The dog-friendly bank said its underlying pretax loss was £271.8m to the year to 31 December compared to a £11.7m loss a year earlier.
It estimated £124m hit from the coronavirus pandemic.
Shares sunk 7.9 per cent to 138p this afternoon.
The bank’s statutory loss before tax was even worse, widening from £130m in 2019 to £310m in 2020.
Metro Bank’s loan book shrank from £14.bn to £12bn across the year, its tenth in operation.
Total deposits grew by more than £1.5bn to £16bn as at 31 December and the bank added another 200,000 customers in the year.
Metro Bank CEO David Frumkin said:
“The pandemic has clearly impacted performance, leading to significant expected credit losses, but our transformation strategy is firmly on track and we have accelerated initiatives to shift our asset mix, bringing higher yield and improving net interest margin, as evidenced in the second half.
However, Frumkin looked as recent efforts to move beyond the High Street of evidence that seeds of a revival had been sown.

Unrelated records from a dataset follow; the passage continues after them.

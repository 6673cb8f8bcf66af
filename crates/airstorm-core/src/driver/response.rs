use crate::RawRecord;

#[derive(Debug, Clone, Default, PartialEq)]
pub struct Response {
    /// Records returned by the operation, in service order
    pub records: Vec<RawRecord>,
}

impl Response {
    pub fn records(records: impl IntoIterator<Item = RawRecord>) -> Self {
        Self {
            records: records.into_iter().collect(),
        }
    }

    pub fn record(record: RawRecord) -> Self {
        Self {
            records: vec![record],
        }
    }

    /// Takes the single record returned by a `GetRecord` operation.
    pub fn into_record(self) -> crate::Result<RawRecord> {
        let count = self.records.len();
        let mut records = self.records.into_iter();

        match (records.next(), count) {
            (Some(record), 1) => Ok(record),
            _ => Err(crate::err!("expected exactly one record, got {count}")),
        }
    }
}
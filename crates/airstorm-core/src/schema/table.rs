use super::{Column, ColumnId};

use serde::{Deserialize, Serialize};
use std::{borrow::Borrow, fmt};

/// Remote table identifier, e.g. `tblCko8U7PjPYPNpf`.
#[derive(Clone, PartialEq, Eq, Hash, PartialOrd, Ord, Serialize, Deserialize)]
#[serde(transparent)]
pub struct TableId(String);

#[derive(Debug, Clone, Serialize, Deserialize)]
#[serde(rename_all = "camelCase")]
pub struct Table {
    /// Uniquely identifies the table within the base
    pub id: TableId,

    /// Display name, e.g. `Fruits`
    pub name: String,

    #[serde(default)]
    pub is_empty: bool,

    #[serde(default)]
    pub name_for_url: Option<String>,

    /// Name of the column used to display a record
    pub primary_column_name: String,

    #[serde(alias = "fields")]
    pub columns: Vec<Column>,
}

impl Table {
    pub fn column(&self, id: &ColumnId) -> Option<&Column> {
        self.columns.iter().find(|column| &column.id == id)
    }

    pub fn column_by_name(&self, name: &str) -> Option<&Column> {
        self.columns.iter().find(|column| column.name == name)
    }

    pub fn primary_column(&self) -> Option<&Column> {
        self.column_by_name(&self.primary_column_name)
    }
}

impl TableId {
    pub fn new(id: impl Into<String>) -> TableId {
        TableId(id.into())
    }

    pub fn as_str(&self) -> &str {
        &self.0
    }
}

impl From<&str> for TableId {
    fn from(src: &str) -> TableId {
        TableId::new(src)
    }
}

impl From<String> for TableId {
    fn from(src: String) -> TableId {
        TableId(src)
    }
}

impl From<&TableId> for TableId {
    fn from(src: &TableId) -> TableId {
        src.clone()
    }
}

impl Borrow<str> for TableId {
    fn borrow(&self) -> &str {
        &self.0
    }
}

impl PartialEq<str> for TableId {
    fn eq(&self, other: &str) -> bool {
        self.0 == other
    }
}

impl PartialEq<&str> for TableId {
    fn eq(&self, other: &&str) -> bool {
        self.0 == *other
    }
}

impl fmt::Display for TableId {
    fn fmt(&self, f: &mut fmt::Formatter<'_>) -> fmt::Result {
        f.write_str(&self.0)
    }
}

impl fmt::Debug for TableId {
    fn fmt(&self, fmt: &mut fmt::Formatter<'_>) -> fmt::Result {
        write!(fmt, "TableId({})", self.0)
    }
}
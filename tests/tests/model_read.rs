use airstorm::{FieldValue, Value};
use tests::*;

#[tokio::test]
async fn get_fetches_once_then_serves_from_cache() {
    let mut test = BaseTest::new();
    let base = test.setup().await;
    assert!(test.log().is_empty());

    let fruit_type = assert_ok!(base.model_type("Fruit"));
    let apple = assert_ok!(fruit_type.get("recApple").await);
    assert_eq!(test.log().get_records(), 1);

    assert_eq!(assert_ok!(apple.get(&base, "name").await), Value::from("Apple"));
    assert_eq!(assert_ok!(apple.get(&base, "calories").await), Value::from(95));
    assert_ok!(fruit_type.get("recApple").await);

    assert_eq!(test.log().len(), 1);
}

#[tokio::test]
async fn unknown_record_is_the_empty_instance() {
    let mut test = BaseTest::new();
    let base = test.setup().await;
    let fruit_type = assert_ok!(base.model_type("Fruit"));

    let nope = assert_ok!(fruit_type.get("recNope").await);
    assert!(!nope.exists());
    assert_eq!(nope, fruit_type.empty());
    assert_eq!(nope.describe(&base), "");

    // The miss is remembered
    assert_ok!(fruit_type.get("recNope").await);
    assert_eq!(test.log().get_records(), 1);

    // The empty instance reads defaults without any round trip
    assert_eq!(assert_ok!(nope.get(&base, "name").await), Value::from(""));
    assert_eq!(assert_ok!(nope.get(&base, "calories").await), Value::from(0));
    assert_eq!(test.log().len(), 1);
}

#[tokio::test]
async fn instances_compare_by_table_and_id() {
    let mut test = BaseTest::new();
    let base = test.setup().await;

    let fruit_type = assert_ok!(base.model_type("Fruit"));
    let a = assert_ok!(fruit_type.get("recApple").await);
    let b = assert_ok!(fruit_type.get("recApple").await);
    let mango = assert_ok!(fruit_type.get("recMango").await);

    assert_eq!(a, b);
    assert_ne!(a, mango);

    // Empty instances of different types differ
    let smoothie_type = assert_ok!(base.model_type("Smoothie"));
    assert_ne!(fruit_type.empty(), smoothie_type.empty());
}

#[tokio::test]
async fn many_link_is_fetched_in_one_batch() {
    let mut test = BaseTest::new();
    let base = test.setup().await;

    let smoothie = assert_ok!(assert_ok!(base.model_type("Smoothie")).get("recSunrise").await);
    let fruits = assert_ok!(assert_ok!(smoothie.get(&base, "fruits").await).into_many());

    assert_eq!(fruits.ids(), ["recMango", "recKiwi", "recPeach"]);
    assert_eq!(test.log().get_records(), 1);
    assert_eq!(test.log().list_records(), 1);
    assert_eq!(test.log().count_table("tblFruits"), 1);

    let names = assert_ok!(fruits.get_field(&base, "names").await);
    assert_eq!(
        names,
        [Value::from("Mango"), Value::from("Kiwi"), Value::from("Peach")]
    );
    assert_eq!(test.log().len(), 2);
}

#[tokio::test]
async fn single_link_is_fetched_directly() {
    let mut test = BaseTest::new();
    let base = test.setup().await;

    let green = assert_ok!(assert_ok!(base.model_type("Smoothie")).get("recGreen").await);
    let main_fruit = assert_ok!(assert_ok!(green.get(&base, "main_fruit").await).into_one());

    assert_eq!(main_fruit.id(), "recApple");
    assert_eq!(main_fruit.table_id().as_str(), "tblFruits");
    assert_eq!(test.log().get_records(), 2);
    assert_eq!(test.log().list_records(), 0);
}

#[tokio::test]
async fn single_link_resolves_only_its_first_id() {
    let mut test = BaseTest::new();
    test.memory().load(
        "tblSmoothies",
        [airstorm::RawRecord::new("recDouble")
            .with_field("Name", "Double Trouble")
            .with_field("Main Fruit", vec!["recKiwi", "recPeach"])],
    );
    let base = test.setup().await;
    let smoothie_type = assert_ok!(base.model_type("Smoothie"));
    let fruit_type = assert_ok!(base.model_type("Fruit"));

    let double = assert_ok!(smoothie_type.get("recDouble").await);
    let main_fruit = assert_ok!(assert_ok!(double.get(&base, "main_fruit").await).into_one());
    assert_eq!(main_fruit.id(), "recKiwi");

    assert_eq!(test.log().count_table("tblFruits"), 1);
    assert_eq!(test.log().list_records(), 0);
    assert!(!fruit_type.cache().contains("recPeach"));

    // List reads only batch the first id of each to-one link
    let list_type = assert_ok!(base.model_list_type("SmoothieList"));
    let smoothies = assert_ok!(list_type.new_list(&base, vec![double]));
    assert_ok!(smoothies.get_field(&base, "main_fruits").await);
    assert!(!fruit_type.cache().contains("recPeach"));
}

#[tokio::test]
async fn links_to_missing_records_read_as_empty_instances() {
    let mut test = BaseTest::new();
    test.memory().load(
        "tblSmoothies",
        [airstorm::RawRecord::new("recMystery")
            .with_field("Name", "Mystery")
            .with_field("Fruits", vec!["recApple", "recGone"])],
    );
    let base = test.setup().await;

    let mystery = assert_ok!(assert_ok!(base.model_type("Smoothie")).get("recMystery").await);
    let fruits = assert_ok!(assert_ok!(mystery.get(&base, "fruits").await).into_many());

    assert_eq!(fruits.len(), 2);
    assert!(fruits.get(0).unwrap().exists());
    assert!(!fruits.get(1).unwrap().exists());

    let names = assert_ok!(fruits.get_field(&base, "names").await);
    assert_eq!(names, [Value::from("Apple"), Value::from("")]);

    // One lookup for the smoothie, one batch for its fruits
    assert_eq!(test.log().len(), 2);
}

#[tokio::test]
async fn describe_uses_primary_column() {
    let mut test = BaseTest::new();
    let base = test.setup().await;

    let orchard = assert_ok!(assert_ok!(base.model_type("Farm")).get("recOrchard").await);
    assert_eq!(orchard.describe(&base), "Sunny Orchard");

    let context = assert_ok!(base.model_type("Context"));
    let main = assert_ok!(context.get("recMainContext").await);
    assert_eq!(main.describe(&base), "Main");
}

#[tokio::test]
async fn unknown_attribute() {
    let mut test = BaseTest::new();
    let base = test.setup().await;

    let apple = assert_ok!(assert_ok!(base.model_type("Fruit")).get("recApple").await);
    let err = assert_err_is!(apple.get(&base, "colour").await, is_unknown_attribute);
    assert_eq!(err.to_string(), "`Fruit` has no attribute `colour`");
}

#[tokio::test]
async fn field_value_accessors() {
    let mut test = BaseTest::new();
    let base = test.setup().await;

    let apple = assert_ok!(assert_ok!(base.model_type("Fruit")).get("recApple").await);

    let name = assert_ok!(apple.get(&base, "name").await);
    assert_eq!(name.as_value(), Some(&Value::from("Apple")));
    assert_none!(name.as_one());
    assert_err!(name.clone().into_many());

    let farm = assert_ok!(apple.get(&base, "farm").await);
    assert!(matches!(&farm, FieldValue::One(model) if model.id() == "recOrchard"));
    assert_eq!(farm.sort_key(), Value::from("recOrchard"));

    let smoothies = assert_ok!(apple.get(&base, "smoothies").await);
    assert_eq!(smoothies.keys(), [Value::from("recGreen")]);
}

#[tokio::test]
async fn unimplemented_operations() {
    let mut test = BaseTest::new();
    let base = test.setup().await;

    let fruit_type = assert_ok!(base.model_type("Fruit"));
    let apple = assert_ok!(fruit_type.get("recApple").await);
    apple.set(&base, "name", "Green Apple").unwrap();

    assert_err_is!(apple.push(), is_unsupported_feature);
    assert_err_is!(apple.delete(), is_unsupported_feature);
    assert_err_is!(apple.revert(), is_unsupported_feature);

    let list_type = assert_ok!(base.model_list_type("FruitList"));
    let list = assert_ok!(list_type.new_list(&base, [apple.clone()]));
    assert_err_is!(list.push(), is_unsupported_feature);
    assert_err_is!(list.delete(), is_unsupported_feature);
    assert_err_is!(list.revert(), is_unsupported_feature);

    // Nothing changed
    assert_eq!(
        assert_ok!(apple.get(&base, "name").await),
        Value::from("Green Apple")
    );
    assert_eq!(test.log().len(), 1);
}
use heck::{ToSnakeCase, ToUpperCamelCase};

pub fn snake_case(s: &str) -> String {
    s.to_snake_case()
}

pub fn upper_camel_case(s: &str) -> String {
    s.to_upper_camel_case()
}

/// Singularizes a single lower-case word.
pub fn singularize(word: &str) -> String {
    pluralizer::pluralize(word, 1, false)
}

/// Pluralizes a single lower-case word.
pub fn pluralize(word: &str) -> String {
    pluralizer::pluralize(word, 2, false)
}
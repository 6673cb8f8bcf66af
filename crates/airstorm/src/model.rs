use crate::{Base, FieldValue, ModelType};

use airstorm_core::{schema::TableId, Error, RawRecord, RecordId, Result, Value};

/// A record of one table.
///
/// A model is only its identity: the table id and the record id. Field values
/// live in the table's [`Cache`](crate::Cache) and are read through the
/// [`Base`] that owns the model type. An empty record id is the *unbound*
/// sentinel: it exists for every model type, reads default values, and is
/// what a lookup of an unknown record id downgrades to.
#[derive(Debug, Clone, PartialEq, Eq, Hash)]
pub struct Model {
    table: TableId,
    id: RecordId,
}

impl Model {
    pub(crate) fn new(table: TableId, id: RecordId) -> Model {
        Model { table, id }
    }

    pub(crate) fn unbound(table: TableId) -> Model {
        Model::new(table, RecordId::new())
    }

    /// Id of the table this record belongs to
    pub fn table_id(&self) -> &TableId {
        &self.table
    }

    /// Record id; empty for the unbound sentinel
    pub fn id(&self) -> &str {
        &self.id
    }

    /// Returns `true` if this instance stands for a record of the service.
    pub fn exists(&self) -> bool {
        !self.id.is_empty()
    }

    pub fn model_type<'a>(&self, base: &'a Base) -> Result<&'a ModelType> {
        base.model_type_by_id(&self.table)
    }

    /// Reads a field by attribute name, e.g. `"name"` for the `Name` column.
    pub async fn get(&self, base: &Base, attribute: &str) -> Result<FieldValue> {
        let model_type = self.model_type(base)?;
        model_type.field_or_err(attribute)?.read(base, self).await
    }

    /// The raw record backing this instance.
    pub async fn record(&self, base: &Base) -> Result<RawRecord> {
        self.model_type(base)?.cache().get(&self.id).await
    }

    /// Stages a local edit. Reads of this instance return the staged value
    /// until it is discarded; other instances are not affected.
    pub fn set(&self, base: &Base, attribute: &str, value: impl Into<Value>) -> Result<()> {
        let model_type = self.model_type(base)?;
        model_type.field_or_err(attribute)?.write(base, self, value.into())
    }

    /// Drops the staged edit of a field, if any.
    pub fn discard(&self, base: &Base, attribute: &str) -> Result<()> {
        let model_type = self.model_type(base)?;
        model_type.field_or_err(attribute)?.discard(base, self)
    }

    /// Display text of the record: the cached value of the table's primary
    /// column, or the record id when the cache holds no such cell. The unbound
    /// sentinel describes as an empty string.
    pub fn describe(&self, base: &Base) -> String {
        if !self.exists() {
            return String::new();
        }

        let Ok(model_type) = self.model_type(base) else {
            return self.id.clone();
        };

        model_type
            .cache()
            .peek(&self.id)
            .and_then(|record| record.fields.get(model_type.primary_field()).cloned())
            .map(|value| value.to_string())
            .unwrap_or_else(|| self.id.clone())
    }

    /// Sends staged edits to the service. Not implemented.
    pub fn push(&self) -> Result<()> {
        unsupported("pushing record changes")
    }

    /// Deletes the record on the service. Not implemented.
    pub fn delete(&self) -> Result<()> {
        unsupported("deleting records")
    }

    /// Reverts pushed changes. Not implemented.
    pub fn revert(&self) -> Result<()> {
        unsupported("reverting record changes")
    }
}

pub(crate) fn unsupported(what: &str) -> Result<()> {
    log::warn!("{what} is not implemented yet");
    Err(Error::unsupported_feature(format!("{what} is not implemented")))
}
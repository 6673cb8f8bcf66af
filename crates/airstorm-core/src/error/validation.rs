use super::Error;

/// Error when caller input violates the shape the schema imposes.
#[derive(Debug)]
pub(super) struct ValidationError {
    pub(super) kind: ValidationErrorKind,
}

#[derive(Debug)]
pub(super) enum ValidationErrorKind {
    /// A model list received a member of another model type
    ModelTypeMismatch { expected: Box<str>, actual: Box<str> },

    /// A positional field list write received the wrong number of values
    LengthMismatch { expected: usize, actual: usize },

    /// A formula or computation column was written
    ReadOnlyField { field: Box<str> },

    /// An edit was staged on the empty sentinel instance
    UnboundRecord { model: Box<str> },
}

impl std::error::Error for ValidationError {}

impl core::fmt::Display for ValidationError {
    fn fmt(&self, f: &mut core::fmt::Formatter) -> core::fmt::Result {
        use ValidationErrorKind::*;

        match &self.kind {
            ModelTypeMismatch { expected, actual } => write!(
                f,
                "{expected} list can only hold {expected} records, got a record of {actual}"
            ),
            LengthMismatch { expected, actual } => {
                write!(f, "expected {expected} values but got {actual}")
            }
            ReadOnlyField { field } => write!(f, "{field} is a read only field"),
            UnboundRecord { model } => {
                write!(f, "cannot edit an empty {model} record")
            }
        }
    }
}

impl Error {
    pub fn model_type_mismatch(expected: impl Into<String>, actual: impl Into<String>) -> Error {
        validation(ValidationErrorKind::ModelTypeMismatch {
            expected: expected.into().into(),
            actual: actual.into().into(),
        })
    }

    pub fn length_mismatch(expected: usize, actual: usize) -> Error {
        validation(ValidationErrorKind::LengthMismatch { expected, actual })
    }

    pub fn read_only_field(field: impl Into<String>) -> Error {
        validation(ValidationErrorKind::ReadOnlyField {
            field: field.into().into(),
        })
    }

    pub fn unbound_record(model: impl Into<String>) -> Error {
        validation(ValidationErrorKind::UnboundRecord {
            model: model.into().into(),
        })
    }

    /// Returns `true` if this error is a validation error.
    pub fn is_validation(&self) -> bool {
        self.any_kind(|kind| matches!(kind, super::ErrorKind::Validation(_)))
    }
}

fn validation(kind: ValidationErrorKind) -> Error {
    Error::from(super::ErrorKind::Validation(ValidationError { kind }))
}
use crate::{Base, FieldValue, Model, ModelList, ModelType};

use airstorm_core::{
    schema::{self, Column, ColumnId, ForeignKey, Relationship, TableId},
    Error, Result, Value,
};

/// Accessor for one column of a model type.
///
/// A field knows how to pull its column out of a raw record, what to read when
/// the record has no cell for it, and, for foreign keys, how to turn the linked
/// record ids into model instances of the linked table.
#[derive(Debug, Clone)]
pub struct Field {
    /// Table owning the column
    table: TableId,

    column: Column,

    /// Identifier the field is exposed under, e.g. `main_fruit`
    attribute: String,
}

impl Field {
    pub(crate) fn new(table: TableId, column: Column, rename: &dyn Fn(&str) -> String) -> Field {
        let attribute = schema::to_identifier(&rename(&column.name));

        Field {
            table,
            column,
            attribute,
        }
    }

    /// The column id
    pub fn id(&self) -> &ColumnId {
        &self.column.id
    }

    /// The column display name
    pub fn name(&self) -> &str {
        &self.column.name
    }

    pub fn attribute(&self) -> &str {
        &self.attribute
    }

    pub fn table_id(&self) -> &TableId {
        &self.table
    }

    pub fn column(&self) -> &Column {
        &self.column
    }

    pub fn doc(&self) -> String {
        self.column.doc()
    }

    pub fn is_read_only(&self) -> bool {
        self.column.is_read_only()
    }

    pub fn default_value(&self) -> Value {
        self.column.default_value()
    }

    pub fn foreign_key(&self) -> Option<ForeignKey<'_>> {
        self.column.foreign_key()
    }

    /// Returns `true` for foreign keys linking to many records.
    pub fn is_many(&self) -> bool {
        self.foreign_key()
            .is_some_and(|fk| fk.relationship == Relationship::Many)
    }

    /// The field on the linked table holding the reverse side of this foreign
    /// key.
    pub fn symmetric_field<'a>(&self, base: &'a Base) -> Option<&'a Field> {
        let fk = self.foreign_key()?;
        let target = base.model_type_by_id(fk.foreign_table_id).ok()?;
        target.field_by_column_id(fk.symmetric_column_id?)
    }

    /// The model type a foreign key links to: the owner of the symmetric field
    /// when there is one, the foreign table otherwise.
    pub(crate) fn link_target<'a>(&self, base: &'a Base) -> Result<Option<&'a ModelType>> {
        let Some(fk) = self.foreign_key() else {
            return Ok(None);
        };

        let table = match self.symmetric_field(base) {
            Some(symmetric) => symmetric.table_id(),
            None => fk.foreign_table_id,
        };

        base.model_type_by_id(table).map(Some)
    }

    /// Reads the field of `model`.
    ///
    /// Staged edits win over the cache. Missing cells read as the column's
    /// default value. Foreign keys resolve to model instances of the linked
    /// table. A to-one link resolves only its first id; when a to-many link
    /// holds several records, the ones not cached yet are fetched in a single
    /// remote select first.
    pub async fn read(&self, base: &Base, model: &Model) -> Result<FieldValue> {
        let owner = self.owner(base, model)?;
        let raw = self.raw(owner, model).await?;

        let Some(fk) = self.foreign_key() else {
            return Ok(FieldValue::Value(
                raw.unwrap_or_else(|| self.default_value()),
            ));
        };

        let target = base.model_type_by_id(fk.foreign_table_id)?;
        let ids = raw.map(|raw| raw.record_ids()).unwrap_or_default();

        Ok(match fk.relationship {
            Relationship::One => FieldValue::One(match ids.first() {
                Some(id) => target.get(id).await?,
                None => target.empty(),
            }),
            Relationship::Many => {
                if ids.len() > 1 {
                    target.cache().prefetch(&ids).await?;
                }

                let mut models = Vec::with_capacity(ids.len());
                for id in &ids {
                    models.push(target.get(id).await?);
                }
                FieldValue::Many(ModelList::from_parts(target.id().clone(), models))
            }
        })
    }

    /// The cell of `model` for this column, without defaults or foreign key
    /// resolution. Null cells read as absent.
    pub(crate) async fn raw(&self, owner: &ModelType, model: &Model) -> Result<Option<Value>> {
        if let Some(staged) = owner.staged(model.id(), self.id()) {
            return Ok(Some(staged).filter(|value| !value.is_null()));
        }

        let record = owner.cache().get(model.id()).await?;
        Ok(record
            .fields
            .get(&self.column.name)
            .filter(|value| !value.is_null())
            .cloned())
    }

    /// Stages `value` as the local content of this field on `model`.
    pub fn write(&self, base: &Base, model: &Model, value: Value) -> Result<()> {
        let owner = self.check_write(base, model)?;
        owner.stage(model.id(), self.id(), value);
        Ok(())
    }

    /// Checks that `model` accepts a write to this field without staging
    /// anything.
    pub(crate) fn check_write<'a>(&self, base: &'a Base, model: &Model) -> Result<&'a ModelType> {
        let owner = self.owner(base, model)?;

        if self.is_read_only() {
            return Err(Error::read_only_field(format!(
                "{}.{}",
                owner.name(),
                self.attribute
            )));
        }

        if !model.exists() {
            return Err(Error::unbound_record(owner.name()));
        }

        Ok(owner)
    }

    /// Drops the edit staged on `model`, if any.
    pub fn discard(&self, base: &Base, model: &Model) -> Result<()> {
        let owner = self.owner(base, model)?;
        owner.unstage(model.id(), self.id());
        Ok(())
    }

    pub(crate) fn owner<'a>(&self, base: &'a Base, model: &Model) -> Result<&'a ModelType> {
        let owner = base.model_type_by_id(&self.table)?;

        if model.table_id() != &self.table {
            let actual = base.model_type_by_id(model.table_id())?;
            return Err(Error::model_type_mismatch(owner.name(), actual.name()));
        }

        Ok(owner)
    }
}
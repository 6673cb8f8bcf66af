use std::{collections::HashSet, hash::Hash};

pub trait SliceUtil {
    /// Returns `true` if the slice only contains unique values
    fn is_unique<T>(&self) -> bool
    where
        Self: AsRef<[T]>,
        T: Eq + Hash,
    {
        is_unique(self.as_ref())
    }
}

impl<T> SliceUtil for [T] {}

#[macro_export]
macro_rules! assert_unique {
    ($slice:expr) => {{
        use $crate::slice::SliceUtil;
        let slice = &$slice;
        assert!(
            slice.is_unique(),
            "expected `{}` to be unique, but it wasn't; actual={:?}",
            stringify!($slice),
            slice,
        );
    }};
}

#[macro_export]
macro_rules! assert_empty {
    ($slice:expr) => {{
        match &$slice[..] {
            [] => {}
            actual => panic!("expected slice to be empty; actual={:?}", actual),
        }
    }};
}

pub fn is_unique<T: Eq + Hash>(slice: &[T]) -> bool {
    let mut s = HashSet::new();
    slice.iter().all(|item| s.insert(item))
}
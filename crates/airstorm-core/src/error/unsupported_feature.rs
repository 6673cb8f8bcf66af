use super::Error;

/// Error when an operation exists in the API but has no implementation.
///
/// This covers pushing local edits, deleting records, and reverting changes on
/// the remote service, as well as formula constructs a driver cannot evaluate.
#[derive(Debug)]
pub(super) struct UnsupportedFeatureError {
    message: Box<str>,
}

impl std::error::Error for UnsupportedFeatureError {}

impl core::fmt::Display for UnsupportedFeatureError {
    fn fmt(&self, f: &mut core::fmt::Formatter) -> core::fmt::Result {
        write!(f, "unsupported feature: {}", self.message)
    }
}

impl Error {
    /// Creates an unsupported feature error.
    pub fn unsupported_feature(message: impl Into<String>) -> Error {
        Error::from(super::ErrorKind::UnsupportedFeature(
            UnsupportedFeatureError {
                message: message.into().into(),
            },
        ))
    }

    /// Returns `true` if this error is an unsupported feature error.
    pub fn is_unsupported_feature(&self) -> bool {
        self.any_kind(|kind| matches!(kind, super::ErrorKind::UnsupportedFeature(_)))
    }
}
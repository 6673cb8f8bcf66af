use crate::{Cache, Field, Model};

use airstorm_core::{
    driver::Driver,
    schema::{ColumnId, Table, TableId},
    Error, RecordId, Result, Value,
};

use indexmap::IndexMap;
use std::{
    collections::HashMap,
    sync::{Arc, Mutex, MutexGuard, PoisonError},
};

/// The model synthesized for one table.
///
/// Holds one [`Field`] per column, keyed by attribute name, the table's record
/// [`Cache`], and the local edits staged on its instances.
pub struct ModelType {
    /// Same as the table id
    id: TableId,

    /// Singular type name, e.g. `Fruit` for the `Fruits` table
    name: String,

    /// Schema of the table
    table: Table,

    fields: IndexMap<String, Field>,

    /// Maps column ids to attribute names
    columns: HashMap<ColumnId, String>,

    cache: Cache,

    /// Local edits by record and column
    staged: Mutex<HashMap<(RecordId, ColumnId), Value>>,
}

impl ModelType {
    pub(crate) fn new(
        table: &Table,
        name: String,
        rename: &dyn Fn(&str) -> String,
        driver: Arc<dyn Driver>,
    ) -> ModelType {
        let mut fields: IndexMap<String, Field> = IndexMap::new();
        let mut columns = HashMap::new();

        for column in &table.columns {
            let field = Field::new(table.id.clone(), column.clone(), rename);

            if let Some(existing) = fields.get(field.attribute()) {
                log::warn!(
                    "column `{}` of {name} normalizes to attribute `{}`, already used by column `{}`; skipping",
                    column.name,
                    field.attribute(),
                    existing.name(),
                );
                continue;
            }

            columns.insert(column.id.clone(), field.attribute().to_string());
            fields.insert(field.attribute().to_string(), field);
        }

        ModelType {
            id: table.id.clone(),
            name,
            table: table.clone(),
            fields,
            columns,
            cache: Cache::new(table.id.clone(), driver),
            staged: Mutex::new(HashMap::new()),
        }
    }

    /// The table id
    pub fn id(&self) -> &TableId {
        &self.id
    }

    /// The type name
    pub fn name(&self) -> &str {
        &self.name
    }

    /// Display name of the table
    pub fn table_name(&self) -> &str {
        &self.table.name
    }

    /// Name of the column used to describe records
    pub fn primary_field(&self) -> &str {
        &self.table.primary_column_name
    }

    pub fn table(&self) -> &Table {
        &self.table
    }

    pub fn field(&self, attribute: &str) -> Option<&Field> {
        self.fields.get(attribute)
    }

    pub fn field_by_column_id(&self, id: &ColumnId) -> Option<&Field> {
        self.columns
            .get(id)
            .and_then(|attribute| self.fields.get(attribute))
    }

    pub fn fields(&self) -> impl ExactSizeIterator<Item = &Field> {
        self.fields.values()
    }

    pub fn cache(&self) -> &Cache {
        &self.cache
    }

    pub fn is_indexed(&self) -> bool {
        self.cache.is_indexed()
    }

    /// Returns the instance for `id`, fetching the record on a cache miss.
    ///
    /// An id the service does not know yields the unbound sentinel rather than
    /// an error.
    pub async fn get(&self, id: &str) -> Result<Model> {
        let record = self.cache.get(id).await?;

        if record.is_empty() {
            return Ok(self.empty());
        }

        Ok(Model::new(self.id.clone(), id.to_string()))
    }

    /// The unbound sentinel of this model type.
    pub fn empty(&self) -> Model {
        Model::unbound(self.id.clone())
    }

    pub(crate) fn field_or_err(&self, attribute: &str) -> Result<&Field> {
        self.field(attribute)
            .ok_or_else(|| Error::unknown_attribute(&self.name, attribute))
    }

    pub(crate) fn staged(&self, record: &str, column: &ColumnId) -> Option<Value> {
        self.lock_staged()
            .get(&(record.to_string(), column.clone()))
            .cloned()
    }

    pub(crate) fn stage(&self, record: &str, column: &ColumnId, value: Value) {
        self.lock_staged()
            .insert((record.to_string(), column.clone()), value);
    }

    pub(crate) fn unstage(&self, record: &str, column: &ColumnId) {
        self.lock_staged()
            .remove(&(record.to_string(), column.clone()));
    }

    fn lock_staged(&self) -> MutexGuard<'_, HashMap<(RecordId, ColumnId), Value>> {
        self.staged.lock().unwrap_or_else(PoisonError::into_inner)
    }
}

impl std::fmt::Debug for ModelType {
    fn fmt(&self, fmt: &mut std::fmt::Formatter<'_>) -> std::fmt::Result {
        fmt.debug_struct("ModelType")
            .field("id", &self.id)
            .field("name", &self.name)
            .field("fields", &self.fields.keys().collect::<Vec<_>>())
            .field("cache", &self.cache)
            .finish()
    }
}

“The purchase of the RateSetter platform has allowed us to enter the unsecured lending market. In addition, we have made progress against each of our strategic pillars, including the sale of part of our residential mortgage portfolio to further optimise our balance sheet, the launch of higher yielding products including specialist mortgages, and we have grown customer accounts to 2.2m”.